Stored items
= = = = = = =

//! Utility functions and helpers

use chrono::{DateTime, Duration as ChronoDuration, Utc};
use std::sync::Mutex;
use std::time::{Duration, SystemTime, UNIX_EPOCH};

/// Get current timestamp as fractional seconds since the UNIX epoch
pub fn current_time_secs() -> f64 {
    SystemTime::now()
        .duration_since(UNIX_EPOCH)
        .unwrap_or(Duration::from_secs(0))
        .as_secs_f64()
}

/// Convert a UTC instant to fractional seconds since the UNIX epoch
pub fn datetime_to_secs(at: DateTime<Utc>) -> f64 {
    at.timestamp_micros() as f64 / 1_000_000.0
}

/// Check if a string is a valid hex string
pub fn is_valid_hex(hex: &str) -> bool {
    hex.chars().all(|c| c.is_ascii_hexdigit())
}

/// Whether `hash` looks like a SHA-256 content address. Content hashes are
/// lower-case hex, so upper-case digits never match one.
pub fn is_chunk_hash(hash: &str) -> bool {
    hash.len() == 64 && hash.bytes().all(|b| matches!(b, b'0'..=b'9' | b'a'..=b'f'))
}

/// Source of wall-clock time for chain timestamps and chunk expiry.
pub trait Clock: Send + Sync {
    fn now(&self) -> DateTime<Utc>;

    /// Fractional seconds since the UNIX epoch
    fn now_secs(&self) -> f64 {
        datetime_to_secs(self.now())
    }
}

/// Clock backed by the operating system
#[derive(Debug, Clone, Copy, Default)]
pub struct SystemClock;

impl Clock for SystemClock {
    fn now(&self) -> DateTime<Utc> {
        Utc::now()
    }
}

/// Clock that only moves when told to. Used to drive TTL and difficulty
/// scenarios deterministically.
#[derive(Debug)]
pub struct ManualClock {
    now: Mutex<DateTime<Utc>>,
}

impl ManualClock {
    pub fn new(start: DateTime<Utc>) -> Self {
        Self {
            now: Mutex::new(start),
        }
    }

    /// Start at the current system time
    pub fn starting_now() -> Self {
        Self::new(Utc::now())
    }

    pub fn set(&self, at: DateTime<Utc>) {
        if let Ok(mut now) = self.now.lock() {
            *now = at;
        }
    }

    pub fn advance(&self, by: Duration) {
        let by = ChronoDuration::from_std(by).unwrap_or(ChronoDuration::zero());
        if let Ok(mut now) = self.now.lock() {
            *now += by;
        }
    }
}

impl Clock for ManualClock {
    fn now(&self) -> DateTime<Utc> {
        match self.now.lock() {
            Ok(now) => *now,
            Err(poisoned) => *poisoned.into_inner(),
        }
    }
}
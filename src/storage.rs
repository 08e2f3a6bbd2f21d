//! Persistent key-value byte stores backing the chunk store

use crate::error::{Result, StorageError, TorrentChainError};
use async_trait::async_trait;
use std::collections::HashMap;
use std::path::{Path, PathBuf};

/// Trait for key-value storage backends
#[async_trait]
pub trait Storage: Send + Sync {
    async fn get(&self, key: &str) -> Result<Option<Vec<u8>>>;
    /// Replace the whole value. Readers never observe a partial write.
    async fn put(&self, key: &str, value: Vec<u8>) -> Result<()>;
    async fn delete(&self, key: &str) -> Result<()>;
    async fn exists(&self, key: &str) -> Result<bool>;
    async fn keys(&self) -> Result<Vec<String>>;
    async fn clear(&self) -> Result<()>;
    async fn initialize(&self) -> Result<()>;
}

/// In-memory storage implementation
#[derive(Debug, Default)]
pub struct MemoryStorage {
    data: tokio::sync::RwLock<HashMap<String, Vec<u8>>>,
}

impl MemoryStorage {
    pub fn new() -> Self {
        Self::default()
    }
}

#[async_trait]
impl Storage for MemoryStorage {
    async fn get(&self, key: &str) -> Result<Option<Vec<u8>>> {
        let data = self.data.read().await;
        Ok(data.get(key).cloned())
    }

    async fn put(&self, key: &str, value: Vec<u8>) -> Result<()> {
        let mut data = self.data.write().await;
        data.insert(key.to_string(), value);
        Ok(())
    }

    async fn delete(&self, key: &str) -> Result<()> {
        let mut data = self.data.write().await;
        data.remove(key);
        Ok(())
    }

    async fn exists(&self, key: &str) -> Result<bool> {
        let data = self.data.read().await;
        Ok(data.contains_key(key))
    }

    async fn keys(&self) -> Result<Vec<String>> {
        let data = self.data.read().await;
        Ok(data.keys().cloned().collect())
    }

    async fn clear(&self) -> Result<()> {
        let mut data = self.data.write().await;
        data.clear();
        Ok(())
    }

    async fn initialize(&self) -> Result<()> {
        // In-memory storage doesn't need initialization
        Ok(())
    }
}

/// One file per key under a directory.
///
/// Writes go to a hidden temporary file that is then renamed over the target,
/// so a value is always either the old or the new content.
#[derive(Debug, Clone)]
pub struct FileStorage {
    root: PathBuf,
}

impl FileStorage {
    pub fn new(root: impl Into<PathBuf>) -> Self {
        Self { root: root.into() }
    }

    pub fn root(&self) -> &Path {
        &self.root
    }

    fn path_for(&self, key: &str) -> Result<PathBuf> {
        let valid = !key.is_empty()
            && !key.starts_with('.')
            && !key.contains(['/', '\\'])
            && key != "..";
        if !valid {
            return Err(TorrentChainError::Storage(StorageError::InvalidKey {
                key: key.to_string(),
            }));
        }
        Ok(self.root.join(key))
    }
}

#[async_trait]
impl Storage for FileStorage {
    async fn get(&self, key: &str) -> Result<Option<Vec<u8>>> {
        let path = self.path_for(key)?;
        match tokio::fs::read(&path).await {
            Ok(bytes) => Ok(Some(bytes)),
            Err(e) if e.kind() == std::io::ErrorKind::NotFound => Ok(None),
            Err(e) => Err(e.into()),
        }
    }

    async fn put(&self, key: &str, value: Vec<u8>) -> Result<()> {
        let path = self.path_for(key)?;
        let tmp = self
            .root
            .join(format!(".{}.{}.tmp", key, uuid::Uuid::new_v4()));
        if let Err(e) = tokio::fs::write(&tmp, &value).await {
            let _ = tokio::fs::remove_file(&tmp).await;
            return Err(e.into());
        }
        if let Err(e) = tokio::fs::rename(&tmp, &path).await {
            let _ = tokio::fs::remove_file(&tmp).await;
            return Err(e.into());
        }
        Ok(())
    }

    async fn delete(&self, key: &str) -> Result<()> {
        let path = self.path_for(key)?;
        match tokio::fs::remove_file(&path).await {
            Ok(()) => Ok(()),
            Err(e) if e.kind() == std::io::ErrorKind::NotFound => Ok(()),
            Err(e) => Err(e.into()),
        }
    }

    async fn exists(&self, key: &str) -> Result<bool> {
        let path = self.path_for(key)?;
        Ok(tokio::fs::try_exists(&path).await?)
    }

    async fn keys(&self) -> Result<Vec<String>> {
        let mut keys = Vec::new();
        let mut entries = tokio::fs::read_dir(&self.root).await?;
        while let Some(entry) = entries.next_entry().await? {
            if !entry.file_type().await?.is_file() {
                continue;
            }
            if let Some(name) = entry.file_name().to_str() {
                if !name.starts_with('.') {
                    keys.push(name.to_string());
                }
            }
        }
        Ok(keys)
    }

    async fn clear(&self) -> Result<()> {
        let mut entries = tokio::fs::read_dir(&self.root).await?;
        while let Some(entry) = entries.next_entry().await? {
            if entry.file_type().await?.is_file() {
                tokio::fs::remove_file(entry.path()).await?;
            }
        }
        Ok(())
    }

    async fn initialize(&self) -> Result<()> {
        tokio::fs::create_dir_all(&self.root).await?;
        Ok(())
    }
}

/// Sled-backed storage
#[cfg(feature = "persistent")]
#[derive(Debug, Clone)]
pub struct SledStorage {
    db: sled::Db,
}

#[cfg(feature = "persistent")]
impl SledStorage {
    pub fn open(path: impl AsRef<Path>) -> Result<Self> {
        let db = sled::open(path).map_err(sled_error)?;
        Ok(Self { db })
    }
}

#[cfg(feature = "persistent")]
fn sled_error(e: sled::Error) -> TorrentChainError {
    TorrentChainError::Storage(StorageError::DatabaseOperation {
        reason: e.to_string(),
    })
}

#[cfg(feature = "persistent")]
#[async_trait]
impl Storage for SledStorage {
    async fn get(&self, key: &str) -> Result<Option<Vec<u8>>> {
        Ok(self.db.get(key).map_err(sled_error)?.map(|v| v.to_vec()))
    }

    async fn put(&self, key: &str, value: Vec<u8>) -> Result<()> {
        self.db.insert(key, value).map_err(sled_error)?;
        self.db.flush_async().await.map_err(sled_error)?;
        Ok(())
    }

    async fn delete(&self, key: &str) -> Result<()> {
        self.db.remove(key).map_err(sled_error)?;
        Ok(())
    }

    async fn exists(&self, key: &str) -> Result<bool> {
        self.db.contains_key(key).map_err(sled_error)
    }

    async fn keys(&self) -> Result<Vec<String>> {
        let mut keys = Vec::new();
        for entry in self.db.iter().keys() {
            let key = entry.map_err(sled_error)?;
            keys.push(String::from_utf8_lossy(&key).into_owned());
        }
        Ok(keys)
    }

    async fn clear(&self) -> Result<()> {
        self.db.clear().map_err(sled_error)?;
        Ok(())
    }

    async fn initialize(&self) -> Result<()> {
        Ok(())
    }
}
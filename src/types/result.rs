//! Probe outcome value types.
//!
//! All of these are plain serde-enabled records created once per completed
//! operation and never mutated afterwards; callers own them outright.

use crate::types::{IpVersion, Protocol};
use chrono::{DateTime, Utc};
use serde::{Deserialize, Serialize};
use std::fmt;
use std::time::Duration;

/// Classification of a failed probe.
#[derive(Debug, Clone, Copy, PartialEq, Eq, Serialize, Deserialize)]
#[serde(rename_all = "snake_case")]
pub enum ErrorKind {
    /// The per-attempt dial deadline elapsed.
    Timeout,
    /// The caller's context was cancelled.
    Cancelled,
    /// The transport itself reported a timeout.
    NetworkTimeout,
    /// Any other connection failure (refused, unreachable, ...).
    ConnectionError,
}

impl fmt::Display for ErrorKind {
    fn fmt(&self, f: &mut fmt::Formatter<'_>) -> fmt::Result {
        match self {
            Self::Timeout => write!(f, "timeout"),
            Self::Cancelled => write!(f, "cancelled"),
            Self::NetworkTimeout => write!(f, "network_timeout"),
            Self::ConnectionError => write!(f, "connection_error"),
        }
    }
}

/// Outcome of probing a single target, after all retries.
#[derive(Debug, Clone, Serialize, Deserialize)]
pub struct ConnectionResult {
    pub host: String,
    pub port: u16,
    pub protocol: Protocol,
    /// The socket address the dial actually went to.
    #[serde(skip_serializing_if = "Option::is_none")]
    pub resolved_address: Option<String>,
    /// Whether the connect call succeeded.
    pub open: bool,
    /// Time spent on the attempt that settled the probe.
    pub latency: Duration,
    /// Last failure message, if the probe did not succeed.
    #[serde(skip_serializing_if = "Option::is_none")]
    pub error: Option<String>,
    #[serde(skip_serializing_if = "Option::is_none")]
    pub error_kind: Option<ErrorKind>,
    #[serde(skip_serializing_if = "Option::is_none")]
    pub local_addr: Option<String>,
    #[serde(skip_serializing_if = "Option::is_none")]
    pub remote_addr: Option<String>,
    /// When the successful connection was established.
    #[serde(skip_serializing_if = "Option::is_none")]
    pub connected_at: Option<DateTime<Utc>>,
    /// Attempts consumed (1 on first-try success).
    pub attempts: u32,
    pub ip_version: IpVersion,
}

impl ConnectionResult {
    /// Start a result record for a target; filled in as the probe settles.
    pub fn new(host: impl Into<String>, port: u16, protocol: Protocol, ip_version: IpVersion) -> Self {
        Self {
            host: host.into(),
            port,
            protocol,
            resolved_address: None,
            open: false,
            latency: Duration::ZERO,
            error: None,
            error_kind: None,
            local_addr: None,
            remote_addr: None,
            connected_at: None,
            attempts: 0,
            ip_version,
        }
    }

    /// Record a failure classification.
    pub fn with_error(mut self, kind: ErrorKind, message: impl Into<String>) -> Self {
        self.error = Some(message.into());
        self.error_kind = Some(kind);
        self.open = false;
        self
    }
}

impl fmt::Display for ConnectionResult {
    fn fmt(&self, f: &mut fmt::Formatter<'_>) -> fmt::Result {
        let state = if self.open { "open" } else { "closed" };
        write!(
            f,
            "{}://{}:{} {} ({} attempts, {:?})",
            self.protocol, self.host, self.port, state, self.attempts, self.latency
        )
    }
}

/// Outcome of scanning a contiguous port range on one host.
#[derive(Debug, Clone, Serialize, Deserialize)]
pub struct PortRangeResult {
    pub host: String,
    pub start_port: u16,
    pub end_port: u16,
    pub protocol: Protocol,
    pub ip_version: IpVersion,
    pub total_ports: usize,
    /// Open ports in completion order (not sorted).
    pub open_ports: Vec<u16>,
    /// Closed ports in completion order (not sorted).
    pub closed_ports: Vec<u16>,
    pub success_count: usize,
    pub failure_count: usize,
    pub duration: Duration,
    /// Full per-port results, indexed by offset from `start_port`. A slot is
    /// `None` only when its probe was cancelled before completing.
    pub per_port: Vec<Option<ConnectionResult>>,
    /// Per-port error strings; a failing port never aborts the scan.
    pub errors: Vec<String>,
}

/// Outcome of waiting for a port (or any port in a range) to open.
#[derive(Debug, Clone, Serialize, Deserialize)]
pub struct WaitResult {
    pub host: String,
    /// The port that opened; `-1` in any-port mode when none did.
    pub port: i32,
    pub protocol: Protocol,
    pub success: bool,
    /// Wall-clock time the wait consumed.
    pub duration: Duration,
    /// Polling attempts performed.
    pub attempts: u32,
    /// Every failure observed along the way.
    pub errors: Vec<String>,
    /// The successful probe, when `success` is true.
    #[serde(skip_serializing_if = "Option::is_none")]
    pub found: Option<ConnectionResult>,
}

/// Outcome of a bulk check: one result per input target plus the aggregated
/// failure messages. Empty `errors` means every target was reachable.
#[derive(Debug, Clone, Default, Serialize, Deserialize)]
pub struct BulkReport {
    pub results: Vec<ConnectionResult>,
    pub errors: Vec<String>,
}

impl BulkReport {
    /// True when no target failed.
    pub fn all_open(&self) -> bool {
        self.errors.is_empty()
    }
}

= = = = = = =

• [PROMPT]: The answer must consist of every line above that contains the word "Send".

• [WRITTEN ANSWER]:
pub trait Clock: Send + Sync {
pub trait Storage: Send + Sync {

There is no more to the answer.